▸ What is needed:
The answer must be every line from the listing that holds the string "Duration".

▸ Provided records:

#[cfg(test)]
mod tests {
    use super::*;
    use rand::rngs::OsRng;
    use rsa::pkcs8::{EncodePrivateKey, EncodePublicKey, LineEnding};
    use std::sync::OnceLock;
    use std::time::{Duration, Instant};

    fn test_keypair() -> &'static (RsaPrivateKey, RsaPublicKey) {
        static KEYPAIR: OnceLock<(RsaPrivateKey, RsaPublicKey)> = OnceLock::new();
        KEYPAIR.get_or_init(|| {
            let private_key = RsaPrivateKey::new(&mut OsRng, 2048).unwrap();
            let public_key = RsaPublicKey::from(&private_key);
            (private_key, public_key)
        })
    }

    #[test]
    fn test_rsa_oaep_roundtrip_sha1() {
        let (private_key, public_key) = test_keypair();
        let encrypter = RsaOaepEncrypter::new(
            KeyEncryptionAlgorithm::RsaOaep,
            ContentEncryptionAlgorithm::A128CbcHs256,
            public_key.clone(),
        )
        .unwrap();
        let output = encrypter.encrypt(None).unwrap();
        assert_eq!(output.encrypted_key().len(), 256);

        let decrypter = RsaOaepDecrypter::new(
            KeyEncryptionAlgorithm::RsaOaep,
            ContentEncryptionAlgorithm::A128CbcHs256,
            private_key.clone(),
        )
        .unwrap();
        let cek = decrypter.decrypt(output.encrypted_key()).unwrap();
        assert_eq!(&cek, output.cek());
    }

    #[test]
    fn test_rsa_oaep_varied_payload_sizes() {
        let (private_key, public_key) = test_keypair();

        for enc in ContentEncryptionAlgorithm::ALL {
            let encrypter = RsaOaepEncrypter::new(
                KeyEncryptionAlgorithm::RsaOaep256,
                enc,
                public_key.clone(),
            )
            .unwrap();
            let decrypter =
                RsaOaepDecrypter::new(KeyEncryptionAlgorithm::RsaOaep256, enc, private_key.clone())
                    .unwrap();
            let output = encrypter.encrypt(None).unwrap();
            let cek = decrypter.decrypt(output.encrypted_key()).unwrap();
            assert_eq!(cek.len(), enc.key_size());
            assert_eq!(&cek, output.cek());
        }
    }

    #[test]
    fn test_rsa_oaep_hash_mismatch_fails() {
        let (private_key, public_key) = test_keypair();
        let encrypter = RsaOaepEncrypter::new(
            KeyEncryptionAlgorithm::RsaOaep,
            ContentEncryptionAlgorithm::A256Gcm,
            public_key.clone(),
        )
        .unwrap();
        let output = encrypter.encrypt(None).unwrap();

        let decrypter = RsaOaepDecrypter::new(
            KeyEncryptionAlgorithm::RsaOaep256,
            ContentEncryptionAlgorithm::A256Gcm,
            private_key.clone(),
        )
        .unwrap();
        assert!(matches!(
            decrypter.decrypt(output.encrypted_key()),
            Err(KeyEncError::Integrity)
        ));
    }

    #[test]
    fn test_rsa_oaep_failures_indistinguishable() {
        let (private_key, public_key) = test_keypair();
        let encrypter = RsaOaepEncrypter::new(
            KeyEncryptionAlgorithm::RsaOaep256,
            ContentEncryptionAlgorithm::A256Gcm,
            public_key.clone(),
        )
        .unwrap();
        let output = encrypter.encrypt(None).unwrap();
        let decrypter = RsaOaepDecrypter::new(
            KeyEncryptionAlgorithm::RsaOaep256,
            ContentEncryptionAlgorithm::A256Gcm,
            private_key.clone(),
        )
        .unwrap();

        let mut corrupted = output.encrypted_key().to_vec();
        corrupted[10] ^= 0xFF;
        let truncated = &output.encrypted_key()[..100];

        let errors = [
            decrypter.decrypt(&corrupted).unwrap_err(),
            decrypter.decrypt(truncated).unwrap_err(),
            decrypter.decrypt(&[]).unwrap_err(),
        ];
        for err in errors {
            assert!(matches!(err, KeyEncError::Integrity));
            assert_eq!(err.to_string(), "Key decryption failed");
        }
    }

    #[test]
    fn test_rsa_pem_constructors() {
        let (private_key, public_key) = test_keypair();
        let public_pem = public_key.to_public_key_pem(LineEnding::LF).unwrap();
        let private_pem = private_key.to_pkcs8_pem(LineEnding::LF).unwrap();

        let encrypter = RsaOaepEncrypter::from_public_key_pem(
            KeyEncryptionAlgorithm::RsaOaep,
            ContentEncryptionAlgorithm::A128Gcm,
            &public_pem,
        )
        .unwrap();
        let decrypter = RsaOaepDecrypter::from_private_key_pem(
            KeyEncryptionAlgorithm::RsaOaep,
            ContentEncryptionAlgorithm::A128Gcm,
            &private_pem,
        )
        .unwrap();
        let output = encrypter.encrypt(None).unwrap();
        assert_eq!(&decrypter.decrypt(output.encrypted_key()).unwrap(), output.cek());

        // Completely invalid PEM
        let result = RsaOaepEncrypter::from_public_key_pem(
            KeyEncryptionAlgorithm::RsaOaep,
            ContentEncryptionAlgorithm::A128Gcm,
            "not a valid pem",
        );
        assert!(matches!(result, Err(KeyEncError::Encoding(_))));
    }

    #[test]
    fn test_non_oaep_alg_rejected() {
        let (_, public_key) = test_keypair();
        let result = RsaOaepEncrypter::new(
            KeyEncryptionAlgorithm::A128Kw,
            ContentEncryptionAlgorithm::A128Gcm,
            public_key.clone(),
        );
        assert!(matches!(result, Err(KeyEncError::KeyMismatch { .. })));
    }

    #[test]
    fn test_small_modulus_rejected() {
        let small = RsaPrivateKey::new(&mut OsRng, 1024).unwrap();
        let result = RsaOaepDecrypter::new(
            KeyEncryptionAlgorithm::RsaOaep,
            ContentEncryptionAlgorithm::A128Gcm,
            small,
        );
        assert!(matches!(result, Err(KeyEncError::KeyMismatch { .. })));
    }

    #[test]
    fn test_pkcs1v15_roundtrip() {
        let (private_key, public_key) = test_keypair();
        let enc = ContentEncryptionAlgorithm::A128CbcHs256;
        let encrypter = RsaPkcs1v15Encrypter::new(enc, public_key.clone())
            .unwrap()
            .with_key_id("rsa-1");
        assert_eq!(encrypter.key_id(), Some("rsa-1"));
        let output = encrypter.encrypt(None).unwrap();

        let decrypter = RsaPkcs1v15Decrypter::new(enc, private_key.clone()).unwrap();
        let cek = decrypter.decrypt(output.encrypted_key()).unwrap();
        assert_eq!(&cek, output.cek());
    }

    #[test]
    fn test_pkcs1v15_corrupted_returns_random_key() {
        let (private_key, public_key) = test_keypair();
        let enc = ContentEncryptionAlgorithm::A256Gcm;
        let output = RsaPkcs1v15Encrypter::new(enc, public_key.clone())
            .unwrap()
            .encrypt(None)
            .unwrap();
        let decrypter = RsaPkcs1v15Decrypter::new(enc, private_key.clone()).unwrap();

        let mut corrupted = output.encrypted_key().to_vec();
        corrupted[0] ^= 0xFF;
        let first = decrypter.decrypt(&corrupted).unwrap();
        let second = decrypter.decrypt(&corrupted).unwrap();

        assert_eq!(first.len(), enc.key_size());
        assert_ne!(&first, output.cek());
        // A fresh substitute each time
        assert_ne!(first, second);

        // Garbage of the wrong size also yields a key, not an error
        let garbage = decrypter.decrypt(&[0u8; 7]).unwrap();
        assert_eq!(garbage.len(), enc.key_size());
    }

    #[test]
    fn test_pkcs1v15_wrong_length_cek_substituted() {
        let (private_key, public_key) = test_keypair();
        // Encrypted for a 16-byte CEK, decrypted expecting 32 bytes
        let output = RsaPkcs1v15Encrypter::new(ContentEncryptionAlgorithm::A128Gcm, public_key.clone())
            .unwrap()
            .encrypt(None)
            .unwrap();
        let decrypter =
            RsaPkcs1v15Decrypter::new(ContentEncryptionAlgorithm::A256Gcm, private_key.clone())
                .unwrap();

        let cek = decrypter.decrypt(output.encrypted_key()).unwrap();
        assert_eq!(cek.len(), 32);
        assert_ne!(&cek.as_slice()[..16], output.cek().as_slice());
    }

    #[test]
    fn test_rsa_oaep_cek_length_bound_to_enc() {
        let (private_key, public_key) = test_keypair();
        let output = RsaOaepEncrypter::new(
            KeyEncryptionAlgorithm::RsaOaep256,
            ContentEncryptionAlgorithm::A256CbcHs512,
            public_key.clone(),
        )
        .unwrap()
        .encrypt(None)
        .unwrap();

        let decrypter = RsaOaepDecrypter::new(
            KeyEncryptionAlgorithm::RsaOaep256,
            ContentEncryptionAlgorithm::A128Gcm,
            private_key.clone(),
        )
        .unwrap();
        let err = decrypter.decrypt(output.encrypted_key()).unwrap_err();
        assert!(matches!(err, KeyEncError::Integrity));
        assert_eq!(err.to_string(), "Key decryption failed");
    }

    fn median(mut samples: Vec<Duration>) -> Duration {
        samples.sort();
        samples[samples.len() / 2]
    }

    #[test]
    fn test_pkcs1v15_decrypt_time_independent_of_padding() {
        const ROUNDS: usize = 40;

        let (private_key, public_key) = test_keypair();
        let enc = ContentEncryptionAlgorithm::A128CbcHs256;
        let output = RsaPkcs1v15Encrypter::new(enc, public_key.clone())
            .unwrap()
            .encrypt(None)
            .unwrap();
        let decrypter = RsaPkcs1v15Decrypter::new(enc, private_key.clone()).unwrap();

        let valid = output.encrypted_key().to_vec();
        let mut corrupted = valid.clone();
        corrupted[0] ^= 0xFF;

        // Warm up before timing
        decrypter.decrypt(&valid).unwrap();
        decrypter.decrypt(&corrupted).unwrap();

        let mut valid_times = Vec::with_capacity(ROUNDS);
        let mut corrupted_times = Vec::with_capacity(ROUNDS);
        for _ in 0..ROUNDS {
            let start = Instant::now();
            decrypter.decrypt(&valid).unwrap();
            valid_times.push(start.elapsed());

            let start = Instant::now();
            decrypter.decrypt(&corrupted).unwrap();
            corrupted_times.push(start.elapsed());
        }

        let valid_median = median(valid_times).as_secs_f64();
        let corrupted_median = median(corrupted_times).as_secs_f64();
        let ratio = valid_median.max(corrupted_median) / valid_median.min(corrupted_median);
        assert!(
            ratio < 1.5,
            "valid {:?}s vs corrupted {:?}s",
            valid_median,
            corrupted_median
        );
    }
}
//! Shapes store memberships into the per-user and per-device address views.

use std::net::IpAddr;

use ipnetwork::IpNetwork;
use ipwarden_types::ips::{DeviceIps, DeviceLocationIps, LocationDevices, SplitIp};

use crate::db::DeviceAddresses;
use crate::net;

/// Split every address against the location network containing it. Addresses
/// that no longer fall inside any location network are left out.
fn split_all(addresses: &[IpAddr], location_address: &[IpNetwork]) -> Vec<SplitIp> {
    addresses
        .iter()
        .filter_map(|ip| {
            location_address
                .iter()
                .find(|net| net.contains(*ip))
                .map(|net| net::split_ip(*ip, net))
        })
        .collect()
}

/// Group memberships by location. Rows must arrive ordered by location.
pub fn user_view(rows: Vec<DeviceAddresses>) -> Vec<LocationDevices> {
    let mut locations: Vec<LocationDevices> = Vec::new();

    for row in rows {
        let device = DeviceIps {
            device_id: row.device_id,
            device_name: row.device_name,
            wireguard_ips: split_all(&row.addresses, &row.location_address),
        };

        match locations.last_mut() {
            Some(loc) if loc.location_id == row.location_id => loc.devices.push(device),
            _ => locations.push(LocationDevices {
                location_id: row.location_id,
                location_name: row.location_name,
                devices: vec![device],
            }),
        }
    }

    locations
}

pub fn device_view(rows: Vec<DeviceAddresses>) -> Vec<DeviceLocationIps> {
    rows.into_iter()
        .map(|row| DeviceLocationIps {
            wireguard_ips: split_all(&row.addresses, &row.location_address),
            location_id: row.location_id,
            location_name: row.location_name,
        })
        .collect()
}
--
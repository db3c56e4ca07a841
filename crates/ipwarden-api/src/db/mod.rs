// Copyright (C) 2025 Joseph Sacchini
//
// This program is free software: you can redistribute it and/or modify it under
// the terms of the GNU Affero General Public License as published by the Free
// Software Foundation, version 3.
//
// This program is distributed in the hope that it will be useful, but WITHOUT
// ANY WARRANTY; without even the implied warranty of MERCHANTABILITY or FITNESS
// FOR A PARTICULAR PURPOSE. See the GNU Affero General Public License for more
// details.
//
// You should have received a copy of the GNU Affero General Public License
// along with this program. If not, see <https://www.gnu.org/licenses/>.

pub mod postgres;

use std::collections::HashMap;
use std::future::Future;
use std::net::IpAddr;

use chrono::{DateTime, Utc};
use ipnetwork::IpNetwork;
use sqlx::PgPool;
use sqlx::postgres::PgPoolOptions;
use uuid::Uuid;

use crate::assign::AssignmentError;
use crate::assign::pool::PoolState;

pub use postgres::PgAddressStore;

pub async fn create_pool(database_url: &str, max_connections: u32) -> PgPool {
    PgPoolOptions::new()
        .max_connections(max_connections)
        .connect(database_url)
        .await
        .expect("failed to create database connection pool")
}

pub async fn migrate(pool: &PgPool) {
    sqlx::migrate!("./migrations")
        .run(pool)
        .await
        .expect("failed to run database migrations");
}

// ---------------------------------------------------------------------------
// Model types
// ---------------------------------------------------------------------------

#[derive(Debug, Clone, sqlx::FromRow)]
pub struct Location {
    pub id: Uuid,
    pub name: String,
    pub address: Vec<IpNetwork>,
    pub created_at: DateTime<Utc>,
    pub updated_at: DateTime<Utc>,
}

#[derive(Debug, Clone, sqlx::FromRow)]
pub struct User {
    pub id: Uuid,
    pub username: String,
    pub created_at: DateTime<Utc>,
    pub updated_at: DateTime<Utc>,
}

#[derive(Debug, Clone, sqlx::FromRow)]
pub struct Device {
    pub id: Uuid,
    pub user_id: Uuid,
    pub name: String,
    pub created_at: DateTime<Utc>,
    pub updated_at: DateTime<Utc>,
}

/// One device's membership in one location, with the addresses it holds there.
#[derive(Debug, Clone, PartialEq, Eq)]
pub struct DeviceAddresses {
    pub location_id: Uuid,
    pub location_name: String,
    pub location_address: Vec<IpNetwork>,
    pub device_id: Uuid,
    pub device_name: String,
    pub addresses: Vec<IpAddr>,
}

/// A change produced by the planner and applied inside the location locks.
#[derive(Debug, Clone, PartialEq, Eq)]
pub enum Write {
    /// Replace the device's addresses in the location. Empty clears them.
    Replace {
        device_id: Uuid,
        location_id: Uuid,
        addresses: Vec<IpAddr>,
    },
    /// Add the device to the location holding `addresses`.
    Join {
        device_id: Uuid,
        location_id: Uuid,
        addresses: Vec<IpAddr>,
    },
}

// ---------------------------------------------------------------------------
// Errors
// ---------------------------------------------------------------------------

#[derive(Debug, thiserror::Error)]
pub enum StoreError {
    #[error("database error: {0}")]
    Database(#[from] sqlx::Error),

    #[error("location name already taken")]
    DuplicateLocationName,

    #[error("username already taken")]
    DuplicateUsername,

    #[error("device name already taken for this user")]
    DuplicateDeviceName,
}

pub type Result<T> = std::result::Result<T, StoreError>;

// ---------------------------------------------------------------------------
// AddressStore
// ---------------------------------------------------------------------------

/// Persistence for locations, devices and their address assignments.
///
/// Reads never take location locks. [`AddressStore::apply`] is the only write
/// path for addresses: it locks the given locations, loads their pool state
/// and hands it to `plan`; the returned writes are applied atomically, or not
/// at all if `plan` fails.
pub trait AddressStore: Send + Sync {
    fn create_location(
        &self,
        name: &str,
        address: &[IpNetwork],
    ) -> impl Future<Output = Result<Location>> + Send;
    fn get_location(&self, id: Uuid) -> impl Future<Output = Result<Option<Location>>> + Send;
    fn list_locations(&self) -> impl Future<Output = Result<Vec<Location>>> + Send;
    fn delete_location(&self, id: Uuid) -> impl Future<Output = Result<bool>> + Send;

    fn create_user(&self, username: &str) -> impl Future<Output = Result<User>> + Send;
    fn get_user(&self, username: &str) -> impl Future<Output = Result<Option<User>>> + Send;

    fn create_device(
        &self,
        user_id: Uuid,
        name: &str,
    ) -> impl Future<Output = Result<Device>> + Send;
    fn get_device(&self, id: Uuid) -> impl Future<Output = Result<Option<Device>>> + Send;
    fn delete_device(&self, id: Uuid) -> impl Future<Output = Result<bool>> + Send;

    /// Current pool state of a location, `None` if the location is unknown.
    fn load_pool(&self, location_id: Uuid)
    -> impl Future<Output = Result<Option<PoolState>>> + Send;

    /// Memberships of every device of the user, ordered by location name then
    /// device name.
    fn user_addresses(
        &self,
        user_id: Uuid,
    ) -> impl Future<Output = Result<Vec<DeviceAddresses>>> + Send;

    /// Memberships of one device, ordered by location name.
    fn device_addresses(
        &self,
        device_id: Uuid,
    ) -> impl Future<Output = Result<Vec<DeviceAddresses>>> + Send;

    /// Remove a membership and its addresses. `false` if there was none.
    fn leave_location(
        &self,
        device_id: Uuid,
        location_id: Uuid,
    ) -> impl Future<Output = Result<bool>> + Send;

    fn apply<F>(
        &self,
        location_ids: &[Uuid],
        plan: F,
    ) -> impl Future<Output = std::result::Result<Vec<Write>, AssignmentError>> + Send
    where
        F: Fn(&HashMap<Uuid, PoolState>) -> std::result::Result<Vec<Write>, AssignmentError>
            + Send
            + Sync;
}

▸ Problem solution:
    use std::time::{Duration, Instant};
    fn median(mut samples: Vec<Duration>) -> Duration {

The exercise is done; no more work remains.